Entre as exigências dos manifestantes, figuram o processo contra o presidente Suharto, a demissão do comandante-em-chefe do exército, o general Wiranto, assim como a substituição de Yussef Habibie por uma presidência colegiada encarregada de organizar eleições. Estas manifestações, cotidianas desde a semana passada, culminaram na sexta-feira com violências de parte das forças da ordem, com um balanço de 16 mortos e mais de 450 feridos - todos civis -, traumatizando a população.

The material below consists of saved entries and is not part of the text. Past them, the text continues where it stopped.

use std::path::Path;
use std::time::Duration;

use async_trait::async_trait;
use attendance_core_types::{parse_major_version, DriverInfo};
use chromiumoxide::browser::{Browser, BrowserConfig, HeadlessMode};
use chromiumoxide::error::CdpError;
use chromiumoxide::page::Page;
use futures::StreamExt;
use tokio::task::JoinHandle;
use tokio::time::{sleep, timeout, Instant};
use tracing::{debug, info, warn};

use crate::config::CdpConfig;
use crate::driver::{BrowserLauncher, PageDriver};
use crate::error::{AdapterError, AdapterErrorKind};

const POLL_INTERVAL: Duration = Duration::from_millis(250);
const SHUTDOWN_GRACE: Duration = Duration::from_secs(5);

/// Launches Chromium through chromiumoxide.
#[derive(Clone, Debug, Default)]
pub struct ChromiumLauncher {
    config: CdpConfig,
}

impl ChromiumLauncher {
    pub fn new(config: CdpConfig) -> Self {
        Self { config }
    }

    pub fn config(&self) -> &CdpConfig {
        &self.config
    }
}

#[async_trait]
impl BrowserLauncher for ChromiumLauncher {
    async fn launch(&self, driver: &DriverInfo) -> Result<Box<dyn PageDriver>, AdapterError> {
        let browser_cfg = browser_config(&self.config, &driver.path)?;

        let launched = timeout(self.config.launch_timeout(), Browser::launch(browser_cfg))
            .await
            .map_err(|_| {
                AdapterError::new(AdapterErrorKind::Launch)
                    .with_hint("timed out waiting for the devtools endpoint")
                    .retriable(true)
            })?;
        let (browser, mut handler) = launched.map_err(classify_launch_error)?;

        let handler_task = tokio::spawn(async move {
            while let Some(event) = handler.next().await {
                if let Err(err) = event {
                    debug!(target: "cdp-adapter", %err, "devtools handler event error");
                }
            }
        });

        let mut page_driver = ChromiumPage {
            browser: Some(browser),
            page: None,
            handler: Some(handler_task),
            version: None,
        };

        // Every failure past this point must release the process.
        if let Err(err) = page_driver.handshake(self.config.expected_major).await {
            page_driver.shutdown().await;
            return Err(err);
        }

        info!(
            target: "cdp-adapter",
            path = %driver.path.display(),
            version = page_driver.version.as_deref().unwrap_or("unknown"),
            "browser launched"
        );
        Ok(Box::new(page_driver))
    }
}

fn browser_config(cfg: &CdpConfig, executable: &Path) -> Result<BrowserConfig, AdapterError> {
    let (width, height) = cfg.window_size;
    let mut builder = BrowserConfig::builder()
        .chrome_executable(executable)
        .request_timeout(cfg.request_timeout())
        .launch_timeout(cfg.launch_timeout())
        .window_size(width, height)
        .headless_mode(headless_mode(cfg))
        .args(cfg.launch_args());

    if cfg.no_sandbox {
        builder = builder.no_sandbox();
    }
    if let Some(dir) = &cfg.user_data_dir {
        builder = builder.user_data_dir(dir);
    }

    builder.build().map_err(|err| {
        AdapterError::new(AdapterErrorKind::Internal)
            .with_hint(format!("browser config error: {err}"))
    })
}

fn headless_mode(cfg: &CdpConfig) -> HeadlessMode {
    if cfg.headless {
        HeadlessMode::New
    } else {
        HeadlessMode::False
    }
}

fn classify_launch_error(err: CdpError) -> AdapterError {
    let message = err.to_string();
    if is_version_incompatibility(&message) {
        AdapterError::new(AdapterErrorKind::VersionMismatch).with_hint(message)
    } else {
        AdapterError::new(AdapterErrorKind::Launch)
            .with_hint(format!("failed to launch chromium: {message}"))
    }
}

pub(crate) fn is_version_incompatibility(message: &str) -> bool {
    let lower = message.to_ascii_lowercase();
    lower.contains("version")
        && ["only supports", "incompatible", "mismatch", "unsupported", "not supported"]
            .iter()
            .any(|needle| lower.contains(needle))
}

fn cdp_io(err: CdpError) -> AdapterError {
    match err {
        CdpError::Timeout => AdapterError::new(AdapterErrorKind::NavTimeout),
        other => AdapterError::new(AdapterErrorKind::CdpIo).with_hint(other.to_string()),
    }
}

fn quote_selector(selector: &str) -> String {
    serde_json::to_string(selector).unwrap_or_else(|_| format!("\"{selector}\""))
}

/// One Chromium process with a single page.
pub struct ChromiumPage {
    browser: Option<Browser>,
    page: Option<Page>,
    handler: Option<JoinHandle<()>>,
    version: Option<String>,
}

impl ChromiumPage {
    async fn handshake(&mut self, expected_major: Option<u32>) -> Result<(), AdapterError> {
        let browser = self.browser.as_ref().ok_or_else(closed)?;

        match browser.version().await {
            Ok(version) => self.version = Some(version.product),
            Err(err) => warn!(target: "cdp-adapter", %err, "could not read browser version"),
        }

        if let Some(expected) = expected_major {
            let found = self.version.as_deref().and_then(parse_major_version);
            if let Some(major) = found.filter(|major| *major != expected) {
                return Err(AdapterError::new(AdapterErrorKind::VersionMismatch).with_hint(
                    format!("browser reports major version {major}, expected {expected}"),
                ));
            }
        }

        let page = browser.new_page("about:blank").await.map_err(cdp_io)?;
        self.page = Some(page);
        Ok(())
    }

    fn page(&self) -> Result<&Page, AdapterError> {
        self.page.as_ref().ok_or_else(closed)
    }
}

fn closed() -> AdapterError {
    AdapterError::new(AdapterErrorKind::Internal).with_hint("browser already shut down")
}

#[async_trait]
impl PageDriver for ChromiumPage {
    fn browser_version(&self) -> Option<&str> {
        self.version.as_deref()
    }

    async fn navigate(&mut self, url: &str, limit: Duration) -> Result<(), AdapterError> {
        let page = self.page()?;
        match timeout(limit, page.goto(url)).await {
            Ok(Ok(_)) => Ok(()),
            Ok(Err(err)) => Err(cdp_io(err)),
            Err(_) => Err(AdapterError::new(AdapterErrorKind::NavTimeout).with_hint(url.to_string())),
        }
    }

    async fn wait_for(&mut self, selector: &str, limit: Duration) -> Result<(), AdapterError> {
        let deadline = Instant::now() + limit;
        loop {
            if self.count(selector).await? > 0 {
                return Ok(());
            }
            if Instant::now() >= deadline {
                return Err(AdapterError::new(AdapterErrorKind::WaitTimeout)
                    .with_hint(selector.to_string()));
            }
            sleep(POLL_INTERVAL).await;
        }
    }

    async fn count(&mut self, selector: &str) -> Result<usize, AdapterError> {
        let script = format!("document.querySelectorAll({}).length", quote_selector(selector));
        let result = self.page()?.evaluate(script).await.map_err(cdp_io)?;
        result.into_value::<usize>().map_err(|err| {
            AdapterError::new(AdapterErrorKind::Internal).with_hint(err.to_string())
        })
    }

    async fn fill(&mut self, selector: &str, text: &str) -> Result<(), AdapterError> {
        let page = self.page()?;
        let element = page.find_element(selector).await.map_err(|err| {
            AdapterError::new(AdapterErrorKind::TargetNotFound)
                .with_hint(format!("{selector}: {err}"))
        })?;
        let clear = format!(
            "(() => {{ const el = document.querySelector({}); if (el) {{ el.value = ''; }} }})()",
            quote_selector(selector)
        );
        page.evaluate(clear).await.map_err(cdp_io)?;
        element.click().await.map_err(cdp_io)?;
        element.type_str(text).await.map_err(cdp_io)?;
        Ok(())
    }

    async fn click(&mut self, selector: &str) -> Result<(), AdapterError> {
        let element = self.page()?.find_element(selector).await.map_err(|err| {
            AdapterError::new(AdapterErrorKind::TargetNotFound)
                .with_hint(format!("{selector}: {err}"))
        })?;
        element.click().await.map_err(cdp_io)?;
        Ok(())
    }

    async fn press_enter(&mut self, selector: &str) -> Result<(), AdapterError> {
        let element = self.page()?.find_element(selector).await.map_err(|err| {
            AdapterError::new(AdapterErrorKind::TargetNotFound)
                .with_hint(format!("{selector}: {err}"))
        })?;
        element.press_key("Enter").await.map_err(cdp_io)?;
        Ok(())
    }

    async fn current_url(&mut self) -> Result<Option<String>, AdapterError> {
        self.page()?.url().await.map_err(cdp_io)
    }

    async fn content(&mut self) -> Result<String, AdapterError> {
        self.page()?.content().await.map_err(cdp_io)
    }

    async fn shutdown(&mut self) {
        self.page = None;
        if let Some(mut browser) = self.browser.take() {
            match timeout(SHUTDOWN_GRACE, browser.close()).await {
                Ok(Ok(_)) => {}
                Ok(Err(err)) => debug!(target: "cdp-adapter", %err, "browser close command failed"),
                Err(_) => warn!(target: "cdp-adapter", "browser close timed out"),
            }
            match timeout(SHUTDOWN_GRACE, browser.wait()).await {
                Ok(Ok(_)) => debug!(target: "cdp-adapter", "browser process exited"),
                Ok(Err(err)) => debug!(target: "cdp-adapter", %err, "waiting for browser exit failed"),
                // Dropping the handle below kills the child.
                Err(_) => warn!(target: "cdp-adapter", "browser did not exit in time; killing"),
            }
        }
        if let Some(handler) = self.handler.take() {
            handler.abort();
        }
    }
}

impl Drop for ChromiumPage {
    fn drop(&mut self) {
        if self.browser.is_some() {
            warn!(target: "cdp-adapter", "browser dropped without shutdown; killing process");
        }
        if let Some(handler) = self.handler.take() {
            handler.abort();
        }
    }
}

#[cfg(test)]
mod tests {
    use super::*;

    #[test]
    fn detects_version_incompatibility_messages() {
        assert!(is_version_incompatibility(
            "session not created: This version of ChromeDriver only supports Chrome version 114"
        ));
        assert!(is_version_incompatibility("Unsupported browser version 90"));
        assert!(!is_version_incompatibility("No such file or directory (os error 2)"));
    }

    #[test]
    fn selectors_are_quoted_for_scripts() {
        assert_eq!(
            quote_selector("input[name=\"Password\"]"),
            "\"input[name=\\\"Password\\\"]\""
        );
    }

    #[test]
    fn headless_flag_selects_builder_mode() {
        let headless = CdpConfig {
            headless: true,
            ..CdpConfig::default()
        };
        assert!(matches!(headless_mode(&headless), HeadlessMode::New));
        let headful = CdpConfig {
            headless: false,
            ..CdpConfig::default()
        };
        assert!(matches!(headless_mode(&headful), HeadlessMode::False));
    }

    #[test]
    fn config_builds_with_custom_profile() {
        let dir = tempfile::tempdir().unwrap();
        let cfg = CdpConfig {
            user_data_dir: Some(dir.path().to_path_buf()),
            ..CdpConfig::default()
        };
        assert!(browser_config(&cfg, Path::new("/usr/bin/chromium")).is_ok());
    }
}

Entre 300 e 400 estudantes se reuniram em uma das praças centrais de Jacarta, seguindo em seguida em passeata para a universidade Atmajaya. Os soldados presentes não interferiram, enquanto os manifestantes depositavam coroas de flores e cantavam em coro, em memória de seus companheiros. Outras manifestações foram registradas em Solo, localidade do centro de Java, em Jogiacarta, no centro histórico e universitário a 60 km de Soloa, e em Ujung Pandang, capital das Celebes do Sul.